▸ Collected data
○ ○ ○
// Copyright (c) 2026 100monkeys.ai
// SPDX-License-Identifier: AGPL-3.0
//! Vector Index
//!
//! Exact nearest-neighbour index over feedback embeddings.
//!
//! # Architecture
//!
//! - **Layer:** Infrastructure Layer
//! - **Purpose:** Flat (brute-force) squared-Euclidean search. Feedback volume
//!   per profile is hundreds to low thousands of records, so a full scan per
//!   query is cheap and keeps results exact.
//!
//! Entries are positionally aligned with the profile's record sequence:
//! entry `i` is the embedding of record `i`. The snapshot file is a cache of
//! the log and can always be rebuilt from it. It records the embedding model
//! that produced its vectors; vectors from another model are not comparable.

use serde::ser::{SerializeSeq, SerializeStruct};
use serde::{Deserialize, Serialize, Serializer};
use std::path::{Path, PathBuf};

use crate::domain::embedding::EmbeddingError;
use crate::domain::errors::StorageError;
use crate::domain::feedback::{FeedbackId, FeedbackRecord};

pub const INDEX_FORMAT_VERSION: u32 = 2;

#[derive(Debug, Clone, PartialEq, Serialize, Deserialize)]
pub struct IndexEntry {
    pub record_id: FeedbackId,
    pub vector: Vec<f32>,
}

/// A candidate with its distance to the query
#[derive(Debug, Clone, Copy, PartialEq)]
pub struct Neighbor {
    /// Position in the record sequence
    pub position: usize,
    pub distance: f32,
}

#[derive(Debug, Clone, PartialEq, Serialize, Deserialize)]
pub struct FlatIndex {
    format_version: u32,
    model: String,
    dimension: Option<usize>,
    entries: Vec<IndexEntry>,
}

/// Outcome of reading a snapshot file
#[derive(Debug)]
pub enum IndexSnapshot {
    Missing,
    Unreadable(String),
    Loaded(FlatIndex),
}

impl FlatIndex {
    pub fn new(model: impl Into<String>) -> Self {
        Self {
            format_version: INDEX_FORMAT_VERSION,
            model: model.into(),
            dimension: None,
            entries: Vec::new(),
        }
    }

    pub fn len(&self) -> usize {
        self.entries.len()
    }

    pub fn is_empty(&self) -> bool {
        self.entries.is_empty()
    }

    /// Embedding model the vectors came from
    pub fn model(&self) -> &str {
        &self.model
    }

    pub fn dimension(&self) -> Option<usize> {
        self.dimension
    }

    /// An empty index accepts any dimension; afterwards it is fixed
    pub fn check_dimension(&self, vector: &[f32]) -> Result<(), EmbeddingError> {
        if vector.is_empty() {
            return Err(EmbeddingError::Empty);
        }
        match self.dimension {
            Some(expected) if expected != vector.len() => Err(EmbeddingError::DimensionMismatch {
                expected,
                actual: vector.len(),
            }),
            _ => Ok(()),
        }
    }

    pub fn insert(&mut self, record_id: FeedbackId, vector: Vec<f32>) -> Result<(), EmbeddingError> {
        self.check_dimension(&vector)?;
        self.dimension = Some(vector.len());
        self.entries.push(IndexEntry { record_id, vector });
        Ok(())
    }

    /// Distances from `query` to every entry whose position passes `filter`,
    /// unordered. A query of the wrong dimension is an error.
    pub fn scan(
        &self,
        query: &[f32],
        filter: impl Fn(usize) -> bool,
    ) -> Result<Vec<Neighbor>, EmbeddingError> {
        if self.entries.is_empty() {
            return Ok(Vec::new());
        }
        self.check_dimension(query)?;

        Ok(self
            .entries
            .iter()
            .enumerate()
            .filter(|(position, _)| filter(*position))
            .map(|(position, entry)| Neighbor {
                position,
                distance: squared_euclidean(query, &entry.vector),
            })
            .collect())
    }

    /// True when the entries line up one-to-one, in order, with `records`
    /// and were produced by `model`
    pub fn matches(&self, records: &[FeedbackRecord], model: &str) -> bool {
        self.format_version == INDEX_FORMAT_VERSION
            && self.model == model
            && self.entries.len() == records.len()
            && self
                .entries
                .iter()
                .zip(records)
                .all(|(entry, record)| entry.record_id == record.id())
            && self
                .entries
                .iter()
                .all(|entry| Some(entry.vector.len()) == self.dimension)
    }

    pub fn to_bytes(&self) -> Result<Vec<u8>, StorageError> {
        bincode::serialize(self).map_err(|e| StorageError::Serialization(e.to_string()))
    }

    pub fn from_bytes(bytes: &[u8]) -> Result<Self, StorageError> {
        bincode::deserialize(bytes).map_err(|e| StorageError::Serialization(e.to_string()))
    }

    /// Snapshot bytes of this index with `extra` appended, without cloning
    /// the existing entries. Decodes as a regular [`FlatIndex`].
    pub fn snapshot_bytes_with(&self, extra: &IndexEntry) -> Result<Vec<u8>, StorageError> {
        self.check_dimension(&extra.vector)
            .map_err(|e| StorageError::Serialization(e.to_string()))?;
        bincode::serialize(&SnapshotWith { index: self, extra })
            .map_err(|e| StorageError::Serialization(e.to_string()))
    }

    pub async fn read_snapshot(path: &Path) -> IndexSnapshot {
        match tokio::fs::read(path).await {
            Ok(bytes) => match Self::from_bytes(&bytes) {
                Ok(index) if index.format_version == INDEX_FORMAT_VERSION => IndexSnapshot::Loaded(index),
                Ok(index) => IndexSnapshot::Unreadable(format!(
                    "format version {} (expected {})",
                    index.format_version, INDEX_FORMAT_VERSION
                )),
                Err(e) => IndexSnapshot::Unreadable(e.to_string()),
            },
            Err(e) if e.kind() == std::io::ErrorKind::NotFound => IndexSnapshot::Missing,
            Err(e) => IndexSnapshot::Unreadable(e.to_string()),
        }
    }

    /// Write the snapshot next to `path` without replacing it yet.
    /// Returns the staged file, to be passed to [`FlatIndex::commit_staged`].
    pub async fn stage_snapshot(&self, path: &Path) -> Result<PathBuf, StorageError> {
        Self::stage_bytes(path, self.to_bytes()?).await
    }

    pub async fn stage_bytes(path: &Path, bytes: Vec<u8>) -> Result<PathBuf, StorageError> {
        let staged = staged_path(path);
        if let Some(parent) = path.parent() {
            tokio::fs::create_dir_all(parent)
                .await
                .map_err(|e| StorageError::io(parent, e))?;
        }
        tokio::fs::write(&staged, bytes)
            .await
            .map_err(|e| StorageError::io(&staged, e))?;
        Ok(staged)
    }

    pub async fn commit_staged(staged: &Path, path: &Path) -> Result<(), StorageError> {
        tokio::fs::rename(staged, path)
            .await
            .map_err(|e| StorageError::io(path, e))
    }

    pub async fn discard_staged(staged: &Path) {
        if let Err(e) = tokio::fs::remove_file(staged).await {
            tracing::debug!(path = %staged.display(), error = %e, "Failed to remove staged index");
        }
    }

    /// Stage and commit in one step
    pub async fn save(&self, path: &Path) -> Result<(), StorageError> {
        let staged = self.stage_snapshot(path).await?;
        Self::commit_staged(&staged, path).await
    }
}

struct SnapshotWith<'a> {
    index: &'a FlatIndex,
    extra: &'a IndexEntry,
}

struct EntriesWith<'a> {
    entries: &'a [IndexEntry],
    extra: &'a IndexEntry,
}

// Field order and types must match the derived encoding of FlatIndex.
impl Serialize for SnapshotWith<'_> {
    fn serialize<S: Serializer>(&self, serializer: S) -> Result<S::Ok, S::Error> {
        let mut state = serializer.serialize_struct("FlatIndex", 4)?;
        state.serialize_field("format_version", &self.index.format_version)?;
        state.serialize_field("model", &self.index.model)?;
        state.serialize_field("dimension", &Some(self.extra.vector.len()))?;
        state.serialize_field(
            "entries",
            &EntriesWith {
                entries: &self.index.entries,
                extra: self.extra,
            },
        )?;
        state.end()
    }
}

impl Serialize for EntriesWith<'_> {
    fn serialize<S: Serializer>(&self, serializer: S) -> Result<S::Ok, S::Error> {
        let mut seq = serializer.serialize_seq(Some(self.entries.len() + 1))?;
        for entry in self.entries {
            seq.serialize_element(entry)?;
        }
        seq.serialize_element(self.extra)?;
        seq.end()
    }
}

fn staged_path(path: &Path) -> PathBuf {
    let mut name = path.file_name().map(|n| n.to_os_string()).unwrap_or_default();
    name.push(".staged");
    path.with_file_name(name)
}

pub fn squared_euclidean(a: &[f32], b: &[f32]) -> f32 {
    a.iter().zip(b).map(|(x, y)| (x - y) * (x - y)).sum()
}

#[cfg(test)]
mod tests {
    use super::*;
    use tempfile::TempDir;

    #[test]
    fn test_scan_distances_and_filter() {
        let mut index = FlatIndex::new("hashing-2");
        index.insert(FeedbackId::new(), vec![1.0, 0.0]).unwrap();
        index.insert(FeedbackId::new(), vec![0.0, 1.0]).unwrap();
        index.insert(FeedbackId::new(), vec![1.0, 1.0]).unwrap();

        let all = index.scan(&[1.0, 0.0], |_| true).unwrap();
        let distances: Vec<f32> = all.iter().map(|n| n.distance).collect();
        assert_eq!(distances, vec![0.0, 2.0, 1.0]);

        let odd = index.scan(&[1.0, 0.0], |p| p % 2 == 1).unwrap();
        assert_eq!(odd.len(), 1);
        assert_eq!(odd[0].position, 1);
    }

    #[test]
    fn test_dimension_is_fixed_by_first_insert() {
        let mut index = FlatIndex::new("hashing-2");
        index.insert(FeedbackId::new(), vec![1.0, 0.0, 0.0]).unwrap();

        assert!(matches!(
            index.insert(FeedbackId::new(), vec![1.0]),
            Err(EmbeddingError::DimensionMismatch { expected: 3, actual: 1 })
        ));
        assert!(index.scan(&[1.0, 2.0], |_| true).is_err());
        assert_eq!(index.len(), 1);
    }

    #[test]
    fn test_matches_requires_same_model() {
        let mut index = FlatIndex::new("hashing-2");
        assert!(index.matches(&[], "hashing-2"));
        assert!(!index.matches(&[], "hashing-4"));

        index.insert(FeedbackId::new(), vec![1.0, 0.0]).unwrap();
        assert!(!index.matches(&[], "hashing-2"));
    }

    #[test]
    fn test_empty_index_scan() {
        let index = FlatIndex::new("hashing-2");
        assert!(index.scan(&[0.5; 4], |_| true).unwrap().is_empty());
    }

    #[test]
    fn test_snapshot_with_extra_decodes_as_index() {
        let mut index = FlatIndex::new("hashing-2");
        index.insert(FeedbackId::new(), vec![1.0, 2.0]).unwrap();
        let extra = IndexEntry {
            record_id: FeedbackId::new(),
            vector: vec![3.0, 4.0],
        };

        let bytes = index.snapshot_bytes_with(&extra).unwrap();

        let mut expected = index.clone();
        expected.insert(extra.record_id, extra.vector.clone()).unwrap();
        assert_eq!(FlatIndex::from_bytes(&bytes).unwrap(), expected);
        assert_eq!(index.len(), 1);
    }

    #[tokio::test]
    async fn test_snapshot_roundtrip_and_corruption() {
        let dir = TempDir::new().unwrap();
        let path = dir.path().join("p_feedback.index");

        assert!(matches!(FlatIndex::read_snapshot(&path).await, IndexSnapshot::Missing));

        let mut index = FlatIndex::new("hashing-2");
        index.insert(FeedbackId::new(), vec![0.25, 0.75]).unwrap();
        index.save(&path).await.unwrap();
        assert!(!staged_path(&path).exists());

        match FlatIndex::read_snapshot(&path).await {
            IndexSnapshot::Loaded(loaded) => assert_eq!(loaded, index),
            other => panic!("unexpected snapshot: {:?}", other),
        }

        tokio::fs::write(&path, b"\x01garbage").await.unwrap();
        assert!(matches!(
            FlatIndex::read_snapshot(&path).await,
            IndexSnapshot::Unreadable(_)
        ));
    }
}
○ ○ ○
▸ EXERCISE DETAILS
Taking the entries above, write out exactly each line from the one holding "full scan per" to the one holding "use crate::domain::errors::StorageError;", both included, and stop there.

▸ ANSWER TO THIS EXERCISE
//!   per profile is hundreds to low thousands of records, so a full scan per
//!   query is cheap and keeps results exact.
//!
//! Entries are positionally aligned with the profile's record sequence:
//! entry `i` is the embedding of record `i`. The snapshot file is a cache of
//! the log and can always be rebuilt from it. It records the embedding model
//! that produced its vectors; vectors from another model are not comparable.

use serde::ser::{SerializeSeq, SerializeStruct};
use serde::{Deserialize, Serialize, Serializer};
use std::path::{Path, PathBuf};

use crate::domain::embedding::EmbeddingError;
use crate::domain::errors::StorageError;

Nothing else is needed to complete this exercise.